Deva menarik napas dalam-dalam, lalu mengembuskannya kasar. Ia segera beranjak dari ranjang dan berjalan gontai ke arah kamar mandi.

Di depan cermin besar, ia melihat rambutnya yang terakhir kali ia cukur asal tiga bulan lalu sudah memanjang, beberapa jerawat muncul di permukaan kulitnya, kantung mata itu kian hari kian menghitam--meski dua hari belakangan dia sudah 'tidur cukup', tubuhnya lebih kurus daripada terakhir kali ia bercermin. Pantas saja waktu itu mamanya sampai menangis melihat kondisinya, padahal mamanya selalu memastikan makanan selalu tersedia di dapur.

Ia kembali berjalan ke luar, lantas membungkukkan badan ke bawah meja komputernya. Tangannya merogoh di bawah meja komputer untuk menemukan amplop cokelat berdebu, tebal dengan uang tabungan bertahun-tahun, membuatnya tersadar tentang seberapa hemat hidupnya selama ini.
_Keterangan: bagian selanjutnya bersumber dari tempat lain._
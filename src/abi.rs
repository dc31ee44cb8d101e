//! Contract ABI surface of the casino games and ERC-20 tokens
//!
//! Selectors and topics are the keccak256 of canonical signatures; every game
//! contract shares one layout and only differs in its input and rolled types.
//! Log extraction is an explicit filter-and-parse step: logs are filtered by
//! address and topic, then a typed decode is attempted and a failure means
//! "not this event".

use crate::common::types::{CasinoGame, Token};
use crate::errors::DecodeError;
use crate::games::{EncodedInput, EncodedRolled, KenoConfiguration};
use ethers::abi::{decode, encode, ParamType, Token as AbiToken};
use ethers::types::{Address, Bytes, Log, H256, U256, U64};
use ethers::utils::keccak256;
use serde::{Deserialize, Serialize};
use tracing::{debug, warn};

/// Per-game on-chain types
#[derive(Debug, Clone, Copy, PartialEq, Eq)]
pub struct GameAbi {
    pub input_type: &'static str,
    pub input_bits: Option<usize>,
    pub rolled_type: &'static str,
    pub rolled_bits: Option<usize>,
}

impl GameAbi {
    pub fn of(game: CasinoGame) -> Self {
        match game {
            CasinoGame::CoinToss => Self::new("bool", None, "bool", None),
            CasinoGame::Dice => Self::new("uint8", Some(8), "uint8", Some(8)),
            CasinoGame::Roulette => Self::new("uint40", Some(40), "uint8", Some(8)),
            CasinoGame::Keno => Self::new("uint40", Some(40), "uint40", Some(40)),
            CasinoGame::Wheel | CasinoGame::Plinko | CasinoGame::CustomWeightedGame => {
                Self::new("uint32", Some(32), "uint8", Some(8))
            }
        }
    }

    const fn new(
        input_type: &'static str,
        input_bits: Option<usize>,
        rolled_type: &'static str,
        rolled_bits: Option<usize>,
    ) -> Self {
        Self {
            input_type,
            input_bits,
            rolled_type,
            rolled_bits,
        }
    }

    fn param(bits: Option<usize>) -> ParamType {
        match bits {
            Some(bits) => ParamType::Uint(bits),
            None => ParamType::Bool,
        }
    }

    pub fn input_param(&self) -> ParamType {
        Self::param(self.input_bits)
    }

    pub fn rolled_param(&self) -> ParamType {
        Self::param(self.rolled_bits)
    }

    pub fn wager_signature(&self) -> String {
        format!(
            "wager({},address,address,(address,uint256,uint32,uint256,uint256,uint16))",
            self.input_type
        )
    }

    pub fn place_bet_signature(&self) -> String {
        format!(
            "PlaceBet(uint256,address,address,address,uint256,uint256,uint32,uint256,uint256,{})",
            self.input_type
        )
    }

    pub fn roll_signature(&self) -> String {
        format!(
            "Roll(uint256,address,address,uint256,{},{}[],uint256)",
            self.input_type, self.rolled_type
        )
    }
}

pub const GET_BET_REQUIREMENTS: &str = "getBetRequirements(address,uint256)";
pub const GET_VRF_COST: &str = "getChainlinkVRFCost(address,uint16)";
pub const GAME_CONFIGS: &str = "gameConfigs(uint32)";
pub const KENO_CONFIGURATION: &str = "kenoConfiguration(address)";
pub const HOUSE_EDGE: &str = "houseEdge(address)";
pub const ERC20_ALLOWANCE: &str = "allowance(address,address)";
pub const ERC20_APPROVE: &str = "approve(address,uint256)";
pub const ERC20_SYMBOL: &str = "symbol()";
pub const ERC20_DECIMALS: &str = "decimals()";

pub fn selector(signature: &str) -> [u8; 4] {
    let hash = keccak256(signature.as_bytes());
    [hash[0], hash[1], hash[2], hash[3]]
}

pub fn event_topic(signature: &str) -> H256 {
    H256::from(keccak256(signature.as_bytes()))
}

pub fn place_bet_topic(game: CasinoGame) -> H256 {
    event_topic(&GameAbi::of(game).place_bet_signature())
}

pub fn roll_topic(game: CasinoGame) -> H256 {
    event_topic(&GameAbi::of(game).roll_signature())
}

/// Indexed `uint256` as a topic
pub fn uint_topic(value: U256) -> H256 {
    let mut bytes = [0u8; 32];
    value.to_big_endian(&mut bytes);
    H256::from(bytes)
}

fn call_data(signature: &str, tokens: &[AbiToken]) -> Bytes {
    let mut data = selector(signature).to_vec();
    data.extend(encode(tokens));
    Bytes::from(data)
}

/// Split calldata into its arguments after checking the selector
fn call_args(signature: &str, data: &[u8], params: &[ParamType]) -> Result<Vec<AbiToken>, DecodeError> {
    if data.len() < 4 || data[..4] != selector(signature) {
        return Err(DecodeError::Abi(format!("calldata is not a {} call", signature)));
    }
    Ok(decode(params, &data[4..])?)
}

/// Ordered reader over decoded ABI tokens
struct Tokens {
    inner: std::vec::IntoIter<AbiToken>,
    what: &'static str,
}

impl Tokens {
    fn new(tokens: Vec<AbiToken>, what: &'static str) -> Self {
        Self {
            inner: tokens.into_iter(),
            what,
        }
    }

    fn next(&mut self) -> Result<AbiToken, DecodeError> {
        self.inner
            .next()
            .ok_or_else(|| DecodeError::Abi(format!("{}: missing field", self.what)))
    }

    fn mismatch(&self, expected: &str) -> DecodeError {
        DecodeError::Abi(format!("{}: expected {}", self.what, expected))
    }

    fn uint(&mut self) -> Result<U256, DecodeError> {
        let token = self.next()?;
        token.into_uint().ok_or_else(|| self.mismatch("uint"))
    }

    fn small_uint(&mut self, bits: usize) -> Result<u64, DecodeError> {
        let value = self.uint()?;
        fit_bits(value, bits, self.what)
    }

    fn address(&mut self) -> Result<Address, DecodeError> {
        let token = self.next()?;
        token.into_address().ok_or_else(|| self.mismatch("address"))
    }

    fn boolean(&mut self) -> Result<bool, DecodeError> {
        let token = self.next()?;
        token.into_bool().ok_or_else(|| self.mismatch("bool"))
    }

    fn string(&mut self) -> Result<String, DecodeError> {
        let token = self.next()?;
        token.into_string().ok_or_else(|| self.mismatch("string"))
    }

    fn array(&mut self) -> Result<Vec<AbiToken>, DecodeError> {
        let token = self.next()?;
        token.into_array().ok_or_else(|| self.mismatch("array"))
    }

    fn tuple(&mut self) -> Result<Tokens, DecodeError> {
        let token = self.next()?;
        let what = self.what;
        token
            .into_tuple()
            .map(|inner| Tokens::new(inner, what))
            .ok_or_else(|| self.mismatch("tuple"))
    }
}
Hari ini dia akan membereskan kamarnya sendiri. Dia juga akan pergi ke luar membeli makanan, mungkin sekalian jalan-jalan naik sepeda.

ᯓ★

Kini kamarnya telah bersih. Tak ada sampah berserakan, semua barangnya tertata rapi, lantai bersih mengilat. Ia pun tersenyum kecil. Ternyata dia bisa melakukan semua ini jika punya niat.

Deva segera mengambil hoodie hitamnya di gantungan, memakainya, lalu keluar dari kamar dengan membawa serta amplop cokelat tua berisi tabungannya.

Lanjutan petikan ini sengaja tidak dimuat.